--- DATA FOR PROCESSING Enclosed Below ---

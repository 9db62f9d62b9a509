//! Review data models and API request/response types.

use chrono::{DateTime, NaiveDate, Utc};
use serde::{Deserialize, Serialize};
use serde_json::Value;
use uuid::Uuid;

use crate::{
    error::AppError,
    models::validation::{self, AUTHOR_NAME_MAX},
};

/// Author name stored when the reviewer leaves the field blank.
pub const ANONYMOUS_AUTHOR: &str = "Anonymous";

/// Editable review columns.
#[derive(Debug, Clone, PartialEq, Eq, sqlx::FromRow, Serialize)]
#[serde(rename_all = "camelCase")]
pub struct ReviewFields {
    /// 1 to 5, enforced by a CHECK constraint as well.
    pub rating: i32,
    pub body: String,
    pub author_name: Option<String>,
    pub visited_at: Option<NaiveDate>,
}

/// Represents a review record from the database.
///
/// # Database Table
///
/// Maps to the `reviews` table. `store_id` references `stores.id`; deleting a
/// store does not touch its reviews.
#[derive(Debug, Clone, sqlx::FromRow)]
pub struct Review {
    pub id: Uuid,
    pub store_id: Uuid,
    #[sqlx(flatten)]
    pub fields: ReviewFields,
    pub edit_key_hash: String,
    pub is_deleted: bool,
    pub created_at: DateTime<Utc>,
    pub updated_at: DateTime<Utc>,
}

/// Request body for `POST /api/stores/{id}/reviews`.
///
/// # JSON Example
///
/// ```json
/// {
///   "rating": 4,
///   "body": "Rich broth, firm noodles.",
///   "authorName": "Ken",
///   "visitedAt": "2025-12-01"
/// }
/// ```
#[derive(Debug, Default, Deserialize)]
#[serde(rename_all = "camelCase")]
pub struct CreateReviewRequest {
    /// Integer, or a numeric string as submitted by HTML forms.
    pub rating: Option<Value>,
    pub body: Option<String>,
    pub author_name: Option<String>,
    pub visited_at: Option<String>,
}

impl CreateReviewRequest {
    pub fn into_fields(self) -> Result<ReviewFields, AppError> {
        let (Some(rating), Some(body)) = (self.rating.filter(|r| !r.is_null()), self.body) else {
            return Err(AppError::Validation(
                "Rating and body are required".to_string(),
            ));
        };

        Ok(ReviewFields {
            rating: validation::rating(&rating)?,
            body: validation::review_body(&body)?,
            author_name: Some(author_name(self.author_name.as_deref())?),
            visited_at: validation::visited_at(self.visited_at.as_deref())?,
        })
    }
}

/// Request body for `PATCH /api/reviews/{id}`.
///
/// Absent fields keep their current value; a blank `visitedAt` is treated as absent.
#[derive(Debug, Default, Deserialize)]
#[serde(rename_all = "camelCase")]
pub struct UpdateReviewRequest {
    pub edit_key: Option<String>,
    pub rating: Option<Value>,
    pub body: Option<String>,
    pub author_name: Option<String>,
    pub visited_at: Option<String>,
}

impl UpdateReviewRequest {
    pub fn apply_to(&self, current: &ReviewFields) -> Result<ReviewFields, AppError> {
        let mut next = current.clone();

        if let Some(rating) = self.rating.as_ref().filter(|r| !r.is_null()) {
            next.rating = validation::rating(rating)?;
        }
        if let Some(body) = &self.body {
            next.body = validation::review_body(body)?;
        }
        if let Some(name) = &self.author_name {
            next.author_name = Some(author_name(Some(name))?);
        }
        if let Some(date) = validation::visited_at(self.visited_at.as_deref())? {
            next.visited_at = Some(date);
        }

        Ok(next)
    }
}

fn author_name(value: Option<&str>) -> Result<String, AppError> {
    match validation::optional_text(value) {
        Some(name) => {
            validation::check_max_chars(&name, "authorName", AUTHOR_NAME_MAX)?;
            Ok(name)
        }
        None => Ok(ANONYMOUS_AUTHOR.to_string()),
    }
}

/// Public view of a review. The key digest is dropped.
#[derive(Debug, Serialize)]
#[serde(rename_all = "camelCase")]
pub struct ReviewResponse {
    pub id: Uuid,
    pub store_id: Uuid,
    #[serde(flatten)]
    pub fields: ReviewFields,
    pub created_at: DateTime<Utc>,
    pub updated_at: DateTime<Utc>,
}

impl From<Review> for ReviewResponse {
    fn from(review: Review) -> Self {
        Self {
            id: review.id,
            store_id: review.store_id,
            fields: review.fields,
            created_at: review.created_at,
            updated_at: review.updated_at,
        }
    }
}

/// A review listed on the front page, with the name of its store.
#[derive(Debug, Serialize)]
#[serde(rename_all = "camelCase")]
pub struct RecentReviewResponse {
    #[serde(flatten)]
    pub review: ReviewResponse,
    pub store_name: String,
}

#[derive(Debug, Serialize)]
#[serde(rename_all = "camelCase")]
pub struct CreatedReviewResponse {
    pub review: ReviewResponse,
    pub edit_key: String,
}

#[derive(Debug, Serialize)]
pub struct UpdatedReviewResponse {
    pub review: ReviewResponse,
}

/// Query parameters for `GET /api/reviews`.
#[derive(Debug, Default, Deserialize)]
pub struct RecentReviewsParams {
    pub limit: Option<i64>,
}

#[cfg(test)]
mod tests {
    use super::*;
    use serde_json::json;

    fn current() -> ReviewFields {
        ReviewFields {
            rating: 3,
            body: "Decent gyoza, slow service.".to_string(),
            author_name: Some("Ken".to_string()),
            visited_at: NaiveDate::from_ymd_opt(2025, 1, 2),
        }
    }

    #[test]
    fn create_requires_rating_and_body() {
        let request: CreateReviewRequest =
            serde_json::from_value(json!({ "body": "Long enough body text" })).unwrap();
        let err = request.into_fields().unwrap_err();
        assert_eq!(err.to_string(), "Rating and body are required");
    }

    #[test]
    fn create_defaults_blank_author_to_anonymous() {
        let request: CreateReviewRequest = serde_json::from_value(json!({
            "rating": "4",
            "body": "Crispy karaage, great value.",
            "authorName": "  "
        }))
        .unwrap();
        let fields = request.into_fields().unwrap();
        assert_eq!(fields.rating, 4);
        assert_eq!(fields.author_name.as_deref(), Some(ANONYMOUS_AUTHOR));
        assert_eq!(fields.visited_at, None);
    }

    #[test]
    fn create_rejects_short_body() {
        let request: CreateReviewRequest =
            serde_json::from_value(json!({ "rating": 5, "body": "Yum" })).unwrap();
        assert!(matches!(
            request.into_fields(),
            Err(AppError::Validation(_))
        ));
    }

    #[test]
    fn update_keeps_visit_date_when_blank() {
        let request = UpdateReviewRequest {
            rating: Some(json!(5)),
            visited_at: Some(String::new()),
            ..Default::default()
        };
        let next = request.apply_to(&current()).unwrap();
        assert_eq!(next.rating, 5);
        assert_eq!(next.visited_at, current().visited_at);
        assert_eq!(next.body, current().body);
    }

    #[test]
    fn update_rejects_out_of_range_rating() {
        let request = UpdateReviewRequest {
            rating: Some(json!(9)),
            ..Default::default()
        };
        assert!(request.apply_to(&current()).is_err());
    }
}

--- End of Enclosed DATA FOR PROCESSING ---
--- DATA FOR PROCESSING Enclosed Below ---

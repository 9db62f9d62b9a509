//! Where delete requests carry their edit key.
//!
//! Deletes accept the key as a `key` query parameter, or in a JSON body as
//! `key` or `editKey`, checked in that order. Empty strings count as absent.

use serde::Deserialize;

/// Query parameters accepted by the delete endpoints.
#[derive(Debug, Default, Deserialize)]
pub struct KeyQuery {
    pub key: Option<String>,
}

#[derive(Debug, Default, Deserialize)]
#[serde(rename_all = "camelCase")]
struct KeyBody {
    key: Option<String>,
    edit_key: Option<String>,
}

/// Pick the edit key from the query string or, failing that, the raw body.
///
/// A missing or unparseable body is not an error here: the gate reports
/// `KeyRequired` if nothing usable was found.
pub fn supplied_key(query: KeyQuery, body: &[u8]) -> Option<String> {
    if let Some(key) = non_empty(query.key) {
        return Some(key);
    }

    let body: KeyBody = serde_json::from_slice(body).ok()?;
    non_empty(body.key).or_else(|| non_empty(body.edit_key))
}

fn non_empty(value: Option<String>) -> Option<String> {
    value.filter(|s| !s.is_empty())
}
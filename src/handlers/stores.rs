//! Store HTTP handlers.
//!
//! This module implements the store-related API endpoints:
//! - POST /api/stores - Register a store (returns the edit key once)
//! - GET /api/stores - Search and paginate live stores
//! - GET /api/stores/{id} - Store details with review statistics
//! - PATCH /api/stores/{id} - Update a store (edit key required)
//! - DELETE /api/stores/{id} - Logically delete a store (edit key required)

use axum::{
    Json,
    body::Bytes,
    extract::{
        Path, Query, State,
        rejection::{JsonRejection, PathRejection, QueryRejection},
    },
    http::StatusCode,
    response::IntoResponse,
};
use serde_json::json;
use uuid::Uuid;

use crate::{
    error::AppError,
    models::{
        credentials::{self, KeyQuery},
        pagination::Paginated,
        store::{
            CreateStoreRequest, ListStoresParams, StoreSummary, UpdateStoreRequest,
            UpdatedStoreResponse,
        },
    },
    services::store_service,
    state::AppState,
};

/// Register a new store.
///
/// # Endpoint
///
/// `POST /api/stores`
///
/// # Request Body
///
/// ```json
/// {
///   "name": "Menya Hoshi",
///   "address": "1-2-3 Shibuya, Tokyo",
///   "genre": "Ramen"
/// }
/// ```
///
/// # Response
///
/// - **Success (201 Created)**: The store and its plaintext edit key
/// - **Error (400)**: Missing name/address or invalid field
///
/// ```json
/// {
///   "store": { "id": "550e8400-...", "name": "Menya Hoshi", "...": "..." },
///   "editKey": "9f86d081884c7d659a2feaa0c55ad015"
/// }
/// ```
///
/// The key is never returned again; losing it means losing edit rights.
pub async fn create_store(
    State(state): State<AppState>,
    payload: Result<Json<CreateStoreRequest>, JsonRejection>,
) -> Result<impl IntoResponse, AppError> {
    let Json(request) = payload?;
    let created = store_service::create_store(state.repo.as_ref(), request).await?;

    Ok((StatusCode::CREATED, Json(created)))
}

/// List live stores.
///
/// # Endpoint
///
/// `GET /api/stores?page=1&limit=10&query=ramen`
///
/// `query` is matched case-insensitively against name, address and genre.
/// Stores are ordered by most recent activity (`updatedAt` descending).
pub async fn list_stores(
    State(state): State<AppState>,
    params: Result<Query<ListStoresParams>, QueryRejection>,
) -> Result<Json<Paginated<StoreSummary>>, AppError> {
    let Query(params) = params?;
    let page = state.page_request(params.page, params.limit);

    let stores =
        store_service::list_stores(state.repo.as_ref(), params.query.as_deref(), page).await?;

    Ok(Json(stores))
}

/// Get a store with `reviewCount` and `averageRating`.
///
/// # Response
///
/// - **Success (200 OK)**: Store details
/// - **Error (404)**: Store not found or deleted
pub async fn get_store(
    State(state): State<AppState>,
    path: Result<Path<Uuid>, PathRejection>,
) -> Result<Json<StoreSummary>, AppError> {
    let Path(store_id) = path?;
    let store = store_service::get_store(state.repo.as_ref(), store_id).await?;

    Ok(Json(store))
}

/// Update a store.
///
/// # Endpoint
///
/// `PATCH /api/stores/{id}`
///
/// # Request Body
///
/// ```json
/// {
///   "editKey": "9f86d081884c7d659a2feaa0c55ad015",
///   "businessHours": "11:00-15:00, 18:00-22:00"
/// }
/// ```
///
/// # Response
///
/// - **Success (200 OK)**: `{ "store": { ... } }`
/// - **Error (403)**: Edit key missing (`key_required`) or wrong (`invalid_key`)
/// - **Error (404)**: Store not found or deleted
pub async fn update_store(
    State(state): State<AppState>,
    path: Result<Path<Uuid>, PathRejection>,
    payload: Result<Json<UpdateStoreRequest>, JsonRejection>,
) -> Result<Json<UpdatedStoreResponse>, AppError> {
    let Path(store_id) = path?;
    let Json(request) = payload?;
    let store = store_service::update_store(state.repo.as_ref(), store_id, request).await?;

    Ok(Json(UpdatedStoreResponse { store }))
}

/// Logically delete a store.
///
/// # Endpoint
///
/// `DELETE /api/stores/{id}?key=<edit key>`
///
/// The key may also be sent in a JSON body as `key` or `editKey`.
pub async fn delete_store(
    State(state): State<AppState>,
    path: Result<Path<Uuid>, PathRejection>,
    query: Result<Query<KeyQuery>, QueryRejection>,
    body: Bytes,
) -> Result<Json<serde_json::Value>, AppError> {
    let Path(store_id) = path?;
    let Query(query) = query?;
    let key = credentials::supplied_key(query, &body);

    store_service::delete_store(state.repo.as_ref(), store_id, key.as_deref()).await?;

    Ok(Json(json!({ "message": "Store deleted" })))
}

--- End of Enclosed DATA FOR PROCESSING ---
--- DATA FOR PROCESSING Enclosed Below ---

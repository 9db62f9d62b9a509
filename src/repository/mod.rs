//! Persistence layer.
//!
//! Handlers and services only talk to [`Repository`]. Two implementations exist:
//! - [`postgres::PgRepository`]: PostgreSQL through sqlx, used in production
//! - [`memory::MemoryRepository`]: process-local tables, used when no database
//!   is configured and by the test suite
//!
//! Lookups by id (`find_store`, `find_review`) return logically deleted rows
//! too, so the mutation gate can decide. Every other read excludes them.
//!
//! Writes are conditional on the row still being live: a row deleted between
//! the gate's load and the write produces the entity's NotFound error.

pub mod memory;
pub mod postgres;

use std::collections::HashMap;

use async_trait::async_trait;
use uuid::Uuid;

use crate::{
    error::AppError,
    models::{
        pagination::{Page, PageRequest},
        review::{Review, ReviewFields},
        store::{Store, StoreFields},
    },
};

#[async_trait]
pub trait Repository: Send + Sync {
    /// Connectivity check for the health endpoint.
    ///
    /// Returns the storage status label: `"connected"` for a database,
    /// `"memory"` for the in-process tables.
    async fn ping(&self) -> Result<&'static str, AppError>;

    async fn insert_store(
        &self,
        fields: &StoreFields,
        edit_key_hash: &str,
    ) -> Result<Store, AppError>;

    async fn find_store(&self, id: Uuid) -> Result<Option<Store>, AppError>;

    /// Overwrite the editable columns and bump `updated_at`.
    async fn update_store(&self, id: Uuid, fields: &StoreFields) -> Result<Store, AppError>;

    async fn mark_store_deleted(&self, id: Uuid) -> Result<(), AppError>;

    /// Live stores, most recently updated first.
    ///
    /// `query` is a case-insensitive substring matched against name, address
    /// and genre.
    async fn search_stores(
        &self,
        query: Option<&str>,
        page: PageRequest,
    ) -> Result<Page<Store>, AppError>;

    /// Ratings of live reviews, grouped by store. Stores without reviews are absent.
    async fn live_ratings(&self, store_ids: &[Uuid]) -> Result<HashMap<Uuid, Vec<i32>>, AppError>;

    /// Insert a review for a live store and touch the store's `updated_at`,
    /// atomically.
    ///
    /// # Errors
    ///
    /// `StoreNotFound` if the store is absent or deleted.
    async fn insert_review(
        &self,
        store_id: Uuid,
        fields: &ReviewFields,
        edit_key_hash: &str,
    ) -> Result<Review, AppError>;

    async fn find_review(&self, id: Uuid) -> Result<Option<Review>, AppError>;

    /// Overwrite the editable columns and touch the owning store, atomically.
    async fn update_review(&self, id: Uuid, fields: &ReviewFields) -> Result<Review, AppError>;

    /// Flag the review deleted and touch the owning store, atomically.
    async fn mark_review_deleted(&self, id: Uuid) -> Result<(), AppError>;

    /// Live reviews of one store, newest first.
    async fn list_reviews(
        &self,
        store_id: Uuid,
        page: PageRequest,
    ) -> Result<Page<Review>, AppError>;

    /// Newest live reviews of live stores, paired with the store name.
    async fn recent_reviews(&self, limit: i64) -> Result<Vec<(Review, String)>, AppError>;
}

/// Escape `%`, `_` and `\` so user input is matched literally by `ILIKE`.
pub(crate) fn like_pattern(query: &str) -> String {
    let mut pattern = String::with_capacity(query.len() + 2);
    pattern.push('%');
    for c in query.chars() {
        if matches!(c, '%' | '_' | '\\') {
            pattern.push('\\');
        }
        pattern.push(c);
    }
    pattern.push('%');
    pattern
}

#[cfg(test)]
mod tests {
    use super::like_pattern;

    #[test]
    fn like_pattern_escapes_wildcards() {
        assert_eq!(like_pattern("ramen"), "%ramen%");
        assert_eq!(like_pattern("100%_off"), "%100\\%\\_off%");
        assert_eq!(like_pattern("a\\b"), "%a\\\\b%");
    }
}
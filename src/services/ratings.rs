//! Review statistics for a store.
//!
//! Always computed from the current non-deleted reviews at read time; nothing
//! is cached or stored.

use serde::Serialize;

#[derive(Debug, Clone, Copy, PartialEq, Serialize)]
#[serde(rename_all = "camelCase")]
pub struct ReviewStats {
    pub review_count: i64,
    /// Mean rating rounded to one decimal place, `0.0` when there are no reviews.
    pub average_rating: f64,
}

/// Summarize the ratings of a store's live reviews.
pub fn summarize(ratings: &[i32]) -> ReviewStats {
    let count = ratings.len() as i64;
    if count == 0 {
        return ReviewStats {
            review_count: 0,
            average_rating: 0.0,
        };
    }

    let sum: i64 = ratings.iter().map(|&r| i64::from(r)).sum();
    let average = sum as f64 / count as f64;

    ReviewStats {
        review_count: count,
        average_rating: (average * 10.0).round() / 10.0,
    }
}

--- End of Enclosed DATA FOR PROCESSING ---

**PROBLEM:** Look for the word "tables" in the data, then return every line that contains it.

**RESULT:**
//! - [`memory::MemoryRepository`]: process-local tables, used when no database
    /// `"memory"` for the in-process tables.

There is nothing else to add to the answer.